David Boulton:  Well, we’re in alignment. That’s what motivates me too.

Chris Doherty:  Absolutely. And as grandiose on one hand as what I said was, it’s…

David Boulton:  An understatement.

Chris Doherty:  It’s understated. That’s exactly right. It’s actually an understatement.

It’s Not Just About Reading:

David Boulton:  It’s so hard for some people to grasp how fundamentally central this reading issue is because it’s not just about reading. It’s so much deeper and more pervasive in the infrastructure of the consciousness of the child and everything that happens to them.

Chris Doherty:  It is. It absolutely is. Yes, it’s reading. Yes, it’s learning how to read. But it’s building the infrastructure and the hard wiring of that little guy’s brain that then can be used to build the rocket ship that goes to Mars someday.

David Boulton:  Good, I always like to find the heart. I’m glad to find yours, thank you.

Chris Doherty:  Oh boy, I tell you there’s nothing I’d rather be doing than working on this Reading First program.

David Boulton:  Let me take a couple minutes and give you a sense of my frame of reference on all of this and without imposing on you, some sense of what I think you’re up to as I understand it from my conversations with Dr. Whitehurst, Dr. Lyon, Mr. Wendorf, and a number of other folks involved in the science side of this. 

Afflictions That Endanger Children: #1 Reading Improficiency:

David Boulton:  One of the things that becomes clear when you look at the afflictions that endanger children’s opportunities in school and life today, is that reading improficiency is on the top of the list.

Chris Doherty:  Yes it is.

David Boulton:  According to our current data models, which are quite open to criticism, but even if you take them as rough ball parks, most of our children are not reading proficiently and, as a consequence, are in various degrees of serious psychological, intellectual, economic, and academic danger.

Chris Doherty:  Yes.

David Boulton:  In support of this, we’re putting together a table that shows the various things that children born today are at risk of in terms of what can cause them life harm as they develop. The reading challenge is putting more children at risk than everything else combined.

Chris Doherty:  Yes, it’s as big a problem as there is.

David Boulton:  Yes. And the cost to the nation, as Dr. Whitehurst and others have said, is hundreds of billions of dollars each year. It’s actually greater than the war on drugs, crime, and terror combined.

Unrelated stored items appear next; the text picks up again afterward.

//! Local command grammar and interpreter
//!
//! Statements starting with `:` never reach the engine. The vocabulary:
//!
//! ```text
//! :param <name> => <value>    bind a parameter (JSON literal or 'quoted')
//! :param <name> =>            unbind it
//! :params [<name>]            show all bindings, or one
//! :sleep <seconds>            pause the batch; produces no outcome
//! ```
//!
//! Keywords are case-insensitive; surrounding whitespace and one trailing
//! `;` are ignored. Anything else is forwarded to the engine.

use std::sync::OnceLock;
use std::time::Duration;

use regex_lite::Regex;
use thiserror::Error;

use crate::value::{GenericValue, ParameterMap};

#[derive(Error, Debug, Clone, PartialEq)]
pub enum CommandError {
    #[error("unknown local command: {0}")]
    UnknownCommand(String),

    #[error("malformed local command: {0}")]
    Syntax(String),

    #[error("invalid value for parameter '{name}': {reason}")]
    InvalidValue { name: String, reason: String },

    #[error("parameter '{0}' is not defined")]
    UnknownParameter(String),

    #[error("invalid sleep duration: {0}")]
    InvalidDuration(String),
}

#[derive(Debug, Clone, PartialEq)]
pub enum LocalCommand {
    SetParam { name: String, value: GenericValue },
    RemoveParam { name: String },
    ShowParams { name: Option<String> },
    Sleep(Duration),
}

/// How a statement is to be executed.
#[derive(Debug, Clone, PartialEq)]
pub enum StatementKind {
    Remote,
    Local(Result<LocalCommand, CommandError>),
}

/// What running a local command produced.
#[derive(Debug, Clone, PartialEq)]
pub enum CommandEffect {
    /// Parameter bindings to echo back to the caller.
    Snapshot(ParameterMap),
    /// Suspend the batch; nothing is reported.
    Pause(Duration),
}

fn param_re() -> &'static Regex {
    static RE: OnceLock<Regex> = OnceLock::new();
    RE.get_or_init(|| {
        Regex::new(r"(?is)^:param\s+([A-Za-z_][A-Za-z0-9_]*)\s*=>\s*(.*)$").expect("valid :param regex")
    })
}

fn params_re() -> &'static Regex {
    static RE: OnceLock<Regex> = OnceLock::new();
    RE.get_or_init(|| {
        Regex::new(r"(?i)^:params(?:\s+([A-Za-z_][A-Za-z0-9_]*))?$").expect("valid :params regex")
    })
}

fn sleep_re() -> &'static Regex {
    static RE: OnceLock<Regex> = OnceLock::new();
    RE.get_or_init(|| Regex::new(r"(?i)^:sleep\s+(\S+)$").expect("valid :sleep regex"))
}

fn keyword(text: &str) -> String {
    text.split_whitespace().next().unwrap_or(text).to_lowercase()
}

/// Classify one statement.
pub fn classify(statement: &str) -> StatementKind {
    let mut text = statement.trim();
    if !text.starts_with(':') {
        return StatementKind::Remote;
    }
    if let Some(stripped) = text.strip_suffix(';') {
        text = stripped.trim_end();
    }
    StatementKind::Local(parse(text))
}

fn parse(text: &str) -> Result<LocalCommand, CommandError> {
    if let Some(caps) = param_re().captures(text) {
        let name = caps[1].to_string();
        let raw = caps[2].trim();
        if raw.is_empty() {
            return Ok(LocalCommand::RemoveParam { name });
        }
        let value = parse_value(raw).map_err(|reason| CommandError::InvalidValue {
            name: name.clone(),
            reason,
        })?;
        return Ok(LocalCommand::SetParam { name, value });
    }
    if let Some(caps) = params_re().captures(text) {
        return Ok(LocalCommand::ShowParams {
            name: caps.get(1).map(|m| m.as_str().to_string()),
        });
    }
    if let Some(caps) = sleep_re().captures(text) {
        return parse_duration(&caps[1]).map(LocalCommand::Sleep);
    }

    match keyword(text).as_str() {
        ":param" | ":params" | ":sleep" => Err(CommandError::Syntax(text.to_string())),
        _ => Err(CommandError::UnknownCommand(text.to_string())),
    }
}

fn parse_value(raw: &str) -> Result<GenericValue, String> {
    if raw.len() >= 2 && raw.starts_with('\'') && raw.ends_with('\'') {
        let inner = &raw[1..raw.len() - 1];
        return Ok(GenericValue::String(inner.replace("\\'", "'")));
    }
    serde_json::from_str::<serde_json::Value>(raw)
        .map(GenericValue::from)
        .map_err(|e| e.to_string())
}

fn parse_duration(raw: &str) -> Result<Duration, CommandError> {
    let secs: f64 = raw
        .parse()
        .map_err(|_| CommandError::InvalidDuration(raw.to_string()))?;
    Duration::try_from_secs_f64(secs).map_err(|_| CommandError::InvalidDuration(raw.to_string()))
}

/// Run a local command against a client's parameter map.
pub fn execute(command: LocalCommand, params: &mut ParameterMap) -> Result<CommandEffect, CommandError> {
    match command {
        LocalCommand::SetParam { name, value } => {
            params.insert(name, value);
            Ok(CommandEffect::Snapshot(params.clone()))
        }
        LocalCommand::RemoveParam { name } => {
            params.remove(&name);
            Ok(CommandEffect::Snapshot(params.clone()))
        }
        LocalCommand::ShowParams { name: None } => Ok(CommandEffect::Snapshot(params.clone())),
        LocalCommand::ShowParams { name: Some(name) } => match params.get(&name) {
            Some(value) => Ok(CommandEffect::Snapshot(ParameterMap::from([(name, value.clone())]))),
            None => Err(CommandError::UnknownParameter(name)),
        },
        LocalCommand::Sleep(duration) => Ok(CommandEffect::Pause(duration)),
    }
}

/// Escape a namespace name for embedding between backquotes.
///
/// Only `\` and `` ` `` are escaped. This keeps the name from closing the
/// identifier quote; it is not a general injection filter.
pub fn escape_namespace(name: &str) -> String {
    name.replace('\\', "\\\\").replace('`', "\\`")
}

/// `USE` prefix prepended to every remote statement of a batch.
pub fn namespace_prefix(space: Option<&str>) -> Option<String> {
    space
        .filter(|s| !s.is_empty())
        .map(|s| format!("USE `{}` ", escape_namespace(s)))
}

#[cfg(test)]
mod tests {
    use super::*;
    use proptest::prelude::*;

    fn local(statement: &str) -> Result<LocalCommand, CommandError> {
        match classify(statement) {
            StatementKind::Local(parsed) => parsed,
            StatementKind::Remote => panic!("expected local command: {}", statement),
        }
    }

    // ============================================================================
    // Classification
    // ============================================================================

    #[test]
    fn test_remote_statements() {
        assert_eq!(classify("MATCH (n) RETURN n"), StatementKind::Remote);
        assert_eq!(classify("  RETURN ':param'"), StatementKind::Remote);
        assert_eq!(classify(""), StatementKind::Remote);
    }

    #[test]
    fn test_param_set() {
        assert_eq!(
            local(":param age => 42"),
            Ok(LocalCommand::SetParam { name: "age".into(), value: GenericValue::Int(42) })
        );
        assert_eq!(
            local("  :PARAM name=>'Tim Duncan';  "),
            Ok(LocalCommand::SetParam { name: "name".into(), value: GenericValue::from("Tim Duncan") })
        );
        assert_eq!(
            local(r#":param tags => ["a", "b"]"#),
            Ok(LocalCommand::SetParam {
                name: "tags".into(),
                value: GenericValue::List(vec![GenericValue::from("a"), GenericValue::from("b")]),
            })
        );
    }

    #[test]
    fn test_param_remove() {
        assert_eq!(local(":param age =>"), Ok(LocalCommand::RemoveParam { name: "age".into() }));
    }

    #[test]
    fn test_param_invalid_value() {
        assert!(matches!(local(":param x => {oops"), Err(CommandError::InvalidValue { .. })));
    }

    #[test]
    fn test_params_show() {
        assert_eq!(local(":params"), Ok(LocalCommand::ShowParams { name: None }));
        assert_eq!(local(":params age"), Ok(LocalCommand::ShowParams { name: Some("age".into()) }));
    }

    #[test]
    fn test_sleep() {
        assert_eq!(local(":sleep 2"), Ok(LocalCommand::Sleep(Duration::from_secs(2))));
        assert_eq!(local(":sleep 0.5"), Ok(LocalCommand::Sleep(Duration::from_millis(500))));
        assert!(matches!(local(":sleep -1"), Err(CommandError::InvalidDuration(_))));
        assert!(matches!(local(":sleep soon"), Err(CommandError::InvalidDuration(_))));
        assert!(matches!(local(":sleep 1e30"), Err(CommandError::InvalidDuration(_))));
        assert!(matches!(local(":sleep inf"), Err(CommandError::InvalidDuration(_))));
        assert!(matches!(local(":sleep NaN"), Err(CommandError::InvalidDuration(_))));
    }

    #[test]
    fn test_malformed_and_unknown() {
        assert!(matches!(local(":param 1abc => 1"), Err(CommandError::Syntax(_))));
        assert!(matches!(local(":sleep"), Err(CommandError::Syntax(_))));
        assert!(matches!(local(":exit"), Err(CommandError::UnknownCommand(_))));
    }

    // ============================================================================
    // Execution
    // ============================================================================

    #[test]
    fn test_execute_set_show_remove() {
        let mut params = ParameterMap::new();

        let effect = execute(LocalCommand::SetParam { name: "a".into(), value: GenericValue::Int(1) }, &mut params);
        assert_eq!(effect, Ok(CommandEffect::Snapshot(ParameterMap::from([("a".into(), GenericValue::Int(1))]))));

        execute(LocalCommand::SetParam { name: "b".into(), value: GenericValue::Int(2) }, &mut params).unwrap();
        let CommandEffect::Snapshot(one) = execute(LocalCommand::ShowParams { name: Some("b".into()) }, &mut params).unwrap()
        else {
            panic!("expected snapshot");
        };
        assert_eq!(one.len(), 1);

        execute(LocalCommand::RemoveParam { name: "a".into() }, &mut params).unwrap();
        assert!(!params.contains_key("a"));
        assert_eq!(
            execute(LocalCommand::ShowParams { name: Some("a".into()) }, &mut params),
            Err(CommandError::UnknownParameter("a".into()))
        );
    }

    #[test]
    fn test_execute_sleep_is_pause() {
        let mut params = ParameterMap::new();
        let effect = execute(LocalCommand::Sleep(Duration::from_secs(1)), &mut params).unwrap();
        assert_eq!(effect, CommandEffect::Pause(Duration::from_secs(1)));
        assert!(params.is_empty());
    }

    // ============================================================================
    // Namespace escaping
    // ============================================================================

    #[test]
    fn test_namespace_prefix() {
        assert_eq!(namespace_prefix(Some("basketball")), Some("USE `basketball` ".to_string()));
        assert_eq!(namespace_prefix(Some(r"we`ird\name")), Some(r"USE `we\`ird\\name` ".to_string()));
        assert_eq!(namespace_prefix(Some("")), None);
        assert_eq!(namespace_prefix(None), None);
    }

    fn unescape(escaped: &str) -> String {
        let mut out = String::new();
        let mut chars = escaped.chars();
        while let Some(c) = chars.next() {
            if c == '\\' {
                if let Some(next) = chars.next() {
                    out.push(next);
                }
            } else {
                out.push(c);
            }
        }
        out
    }

    proptest! {
        #[test]
        fn prop_escape_roundtrips_and_never_leaks_quote(name in ".*") {
            let escaped = escape_namespace(&name);
            prop_assert_eq!(unescape(&escaped), name);

            let mut backslashes = 0usize;
            for c in escaped.chars() {
                if c == '`' {
                    prop_assert!(backslashes % 2 == 1);
                }
                backslashes = if c == '\\' { backslashes + 1 } else { 0 };
            }
        }

        #[test]
        fn prop_plain_statements_are_remote(stmt in "[A-Za-z][A-Za-z0-9 ()]*") {
            prop_assert_eq!(classify(&stmt), StatementKind::Remote);
        }
    }
}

Chris Doherty:  I don’t disagree. The only word that came to mind as you started your sentence was incalculable.

David Boulton:  Yes. And for those that want to see it in economic terms, we’re talking about hundreds of billions of dollars in direct or related costs.

Chris Doherty:  Absolutely.

David Boulton:  So, we have this as a shared backdrop. We see that our children are at great risk about this. Reading is both this phenomenal enabler of all that is positive that can come from education and the builder of the infrastructure from which to have a good education and to be critically self-reflexive. So many of these things are built on how well they develop early reading skills. On the other hand, if they don’t, the collateral damage that is associated with the reading improficiency is staggering.  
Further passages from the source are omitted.